Each record is to be given again without alteration.

(Extracted data begins)

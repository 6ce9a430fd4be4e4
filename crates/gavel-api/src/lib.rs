//! Gavel: HTTP surface and process wiring for the auction and search
//! services.

pub mod error;
pub mod routes;
pub mod settings;
pub mod shutdown;
pub mod state;
pub mod telemetry;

(Extracted data ends)

### Answer for this exercise
repository 6ce9a430fd4be4e4
filename crates/gavel-api/src/lib.rs
//! Gavel: HTTP surface and process wiring for the auction and search
//! services.

pub mod error;
pub mod routes;
pub mod settings;
pub mod shutdown;
pub mod state;
pub mod telemetry;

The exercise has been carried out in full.